Further explaining, in step 1), data in the airport are collected according to the following step sequence: 1.1 collecting the reference points of the airport; 1.2, collecting the length, width and gradient of an airport and the elevation of two ends of the airport; 1.3 navigation station orientation within the airport; 1.4 weather data of airport within 10 years; 1.5 obstacle information of 30km square and round with the airport reference point as the center.

Further, in step 2), the following steps are performed: 2.1 evaluating the capability of an onboard device on a general purpose aircraft to fly using the GNGP software program; 2.2, according to the step 2.1, the estimated airborne equipment capability is obtained to select the navigation precision suitable for the navigation of the general aircraft operation whole process.

Further explaining, in the step 3), the data in the step 1) is fused into the step 2) and a flight-departure protection area program of satellite navigation is generated according to the following steps: 3.1 generating a linear-off-field visual flight path program; 3.2 generating a maneuvering-off-field visual navigation section; a program 3.3 generates a visual flight rule-an off-field visual flight segment program; 3.4 generating an off-field flight program.

To further illustrate, in step 3.1, the leg is designed to have a minimum length: the straight-line-departure visual flight length should be measured from the outside boundary of the safe area of the airport or landing location to the initial departure fix to determine the initial departure fix.

Designing gradient in the flight section: in order for the general-purpose aircraft to meet the requirement of basically crossing obstacles within the range design length, the range design gradient is not less than 5%.

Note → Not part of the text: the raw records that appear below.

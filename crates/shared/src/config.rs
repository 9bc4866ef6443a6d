use anyhow::{Context, Result};
use serde::{Deserialize, Serialize};
use std::collections::HashMap;
use std::env;
use std::path::PathBuf;

use crate::models::{ScriptSegment, SegmentKind, Tone};

/// API credentials, loaded from the environment once at startup.
#[derive(Debug, Clone)]
pub struct Config {
    pub anthropic_api_key: String,
    pub newsapi_key: String,
}

impl Config {
    pub fn from_env() -> Result<Self> {
        // Try to load .env from multiple locations
        Self::try_load_dotenv();

        let anthropic_api_key = env::var("ANTHROPIC_API_KEY").context(
            "ANTHROPIC_API_KEY not found.\n\n\
            To fix this, create ~/.config/ai-satirist/.env with:\n  \
            ANTHROPIC_API_KEY=your_key_here\n  \
            NEWSAPI_KEY=your_key_here\n\n\
            Get your Anthropic API key from: https://console.anthropic.com/settings/keys",
        )?;

        let newsapi_key = env::var("NEWSAPI_KEY").context(
            "NEWSAPI_KEY not found.\n\n\
            To fix this, create ~/.config/ai-satirist/.env with:\n  \
            ANTHROPIC_API_KEY=your_key_here\n  \
            NEWSAPI_KEY=your_key_here\n\n\
            Get your NewsAPI key from: https://newsapi.org/account",
        )?;

        Ok(Self {
            anthropic_api_key,
            newsapi_key,
        })
    }

    fn try_load_dotenv() {
        // Try locations in order of preference:

        // 1. Current directory (for development)
        if dotenvy::dotenv().is_ok() {
            return;
        }

        // 2. ~/.config/ai-satirist/.env (standard config location)
        if let Some(config_dir) = dirs::config_dir() {
            let config_path = config_dir.join("ai-satirist").join(".env");
            if config_path.exists() && dotenvy::from_path(&config_path).is_ok() {
                return;
            }
        }

        // 3. ~/.env (home directory)
        if let Some(home_dir) = dirs::home_dir() {
            let home_path = home_dir.join(".env");
            if home_path.exists() && dotenvy::from_path(&home_path).is_ok() {
                return;
            }
        }

        // If none found, that's okay - environment variables might be set system-wide
    }
}

/// Retry policy for the generative call wrapper.
#[derive(Debug, Clone, Serialize, Deserialize)]
pub struct RetryConfig {
    pub attempts: u32,
    pub multiplier_ms: u64,
    pub max_wait_ms: u64,
}

impl Default for RetryConfig {
    fn default() -> Self {
        Self {
            attempts: 3,
            multiplier_ms: 1000,
            max_wait_ms: 60_000,
        }
    }
}

/// Editorial constraints the generated script must satisfy.
#[derive(Debug, Clone, Serialize, Deserialize)]
pub struct StyleGuide {
    pub banned_topics: Vec<String>,
    pub required_elements: Vec<String>,
    pub max_joke_density: f64,
    pub joke_density_tolerance: f64,
    pub voice: String,
    pub tones: Vec<Tone>,
    pub structure: Vec<SegmentKind>,
}

impl Default for StyleGuide {
    fn default() -> Self {
        Self {
            banned_topics: vec![
                "violence".to_string(),
                "racism".to_string(),
                "sexism".to_string(),
            ],
            required_elements: vec!["skynet_reference".to_string(), "vc_mockery".to_string()],
            max_joke_density: 0.3,
            joke_density_tolerance: 0.1,
            voice: "late-night desk satirist".to_string(),
            tones: vec![Tone::Sarcastic, Tone::Serious, Tone::Absurd],
            structure: vec![
                SegmentKind::Opener,
                SegmentKind::Segment,
                SegmentKind::TechnicalExplanation,
                SegmentKind::Callback,
                SegmentKind::Punchline,
            ],
        }
    }
}

/// Structural limits and the canonical fallback for the scriptwriter.
#[derive(Debug, Clone, Serialize, Deserialize)]
pub struct ScriptSettings {
    pub max_script_seconds: u32,
    /// Per-kind ceiling on a single segment's duration, in seconds.
    pub segment_length_limits: HashMap<SegmentKind, u32>,
    /// How many of the top-scored items feed the script prompt.
    pub headline_count: usize,
    pub fallback_tone: Tone,
    pub fallback_segments: Vec<ScriptSegment>,
}

impl Default for ScriptSettings {
    fn default() -> Self {
        let mut segment_length_limits = HashMap::new();
        segment_length_limits.insert(SegmentKind::Opener, 40);
        segment_length_limits.insert(SegmentKind::Segment, 50);
        segment_length_limits.insert(SegmentKind::TechnicalExplanation, 45);
        segment_length_limits.insert(SegmentKind::Callback, 30);
        segment_length_limits.insert(SegmentKind::Punchline, 25);

        Self {
            max_script_seconds: 180,
            segment_length_limits,
            headline_count: 5,
            fallback_tone: Tone::Sarcastic,
            fallback_segments: vec![
                ScriptSegment {
                    kind: SegmentKind::Opener,
                    text: "Our AI comedy writer is experiencing technical difficulties, \
                           which is honestly the most relatable thing it has done all week."
                        .to_string(),
                    duration_seconds: 20,
                    references: Vec::new(),
                },
                ScriptSegment {
                    kind: SegmentKind::Punchline,
                    text: "We asked it to write jokes about the news. It wrote an error \
                           message about itself. Singularity confirmed."
                        .to_string(),
                    duration_seconds: 15,
                    references: Vec::new(),
                },
            ],
        }
    }
}

/// Scoring-stage knobs.
#[derive(Debug, Clone, Serialize, Deserialize)]
pub struct ScoutSettings {
    pub threshold: i64,
    pub enrich_cap: usize,
    pub cache_ttl_days: i64,
    /// Domains we never even try to fetch (paywalls, anti-bot walls).
    pub skip_domains: Vec<String>,
}

impl Default for ScoutSettings {
    fn default() -> Self {
        Self {
            threshold: 7,
            enrich_cap: 10,
            cache_ttl_days: 7,
            skip_domains: vec![
                "wsj.com".to_string(),
                "ft.com".to_string(),
                "nytimes.com".to_string(),
                "bloomberg.com".to_string(),
                "reuters.com".to_string(),
                "economist.com".to_string(),
                "forbes.com".to_string(),
                "medium.com".to_string(),
                "venturebeat.com".to_string(),
                "techcrunch.com".to_string(),
                "wired.com".to_string(),
                "theverge.com".to_string(),
                "washingtonpost.com".to_string(),
            ],
        }
    }
}

/// Whole-pipeline configuration, resolved once per process and passed
/// explicitly into each stage's constructor.
#[derive(Debug, Clone, Default, Serialize, Deserialize)]
#[serde(default)]
pub struct SatireConfig {
    pub style_guide: StyleGuide,
    pub script: ScriptSettings,
    pub scout: ScoutSettings,
    pub retry: RetryConfig,
}

impl SatireConfig {
    /// Load from `~/.config/ai-satirist/config.json` when present,
    /// otherwise use the compiled-in defaults.
    pub fn load() -> Result<Self> {
        let Some(path) = Self::config_path() else {
            return Ok(Self::default());
        };

        if !path.exists() {
            return Ok(Self::default());
        }

        let content = std::fs::read_to_string(&path)
            .with_context(|| format!("Failed to read config file: {}", path.display()))?;

        serde_json::from_str(&content)
            .with_context(|| format!("Failed to parse config file: {}", path.display()))
    }

    fn config_path() -> Option<PathBuf> {
        dirs::config_dir().map(|d| d.join("ai-satirist").join("config.json"))
    }
}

Flight obstacle identification surface: according to the flight design gradient, a visual flight obstacle identification surface for protecting the universal aircraft from climbing and crossing obstacles is designed, the surface is symmetrical to a straight line flight path from an airport or a landing position to an initial departure location point, the initial point is vertical to the straight line visual flight path at the boundary of the airport or the landing position safety zone, the half width of the initial area is 45 meters, the area extends by 15 degrees until the area is connected to an instrument flight protection zone, and the visual flight obstacle identification surface starts from the elevation of the airport or the landing position and rises to a position 30 meters below the minimum obstacle exceeding height of the initial departure location point.

Further explaining, after evaluation, if the barrier in the step 3.1 is ultrahigh and the straight departure cannot exceed the barrier, selecting to enable the general aircraft to fly to another direction convenient for exceeding the barrier, and then maneuvering to the initial departure positioning point;

protecting the maneuvering visual navigation section: the pilot takes off along the direction which is not directly pointed to the starting departure positioning point, but the starting instrument flight segment is added to the starting departure positioning point by the mobile visual eye which is protected by an inclined initial visual obstacle clearance surface and a visual obstacle identification surface.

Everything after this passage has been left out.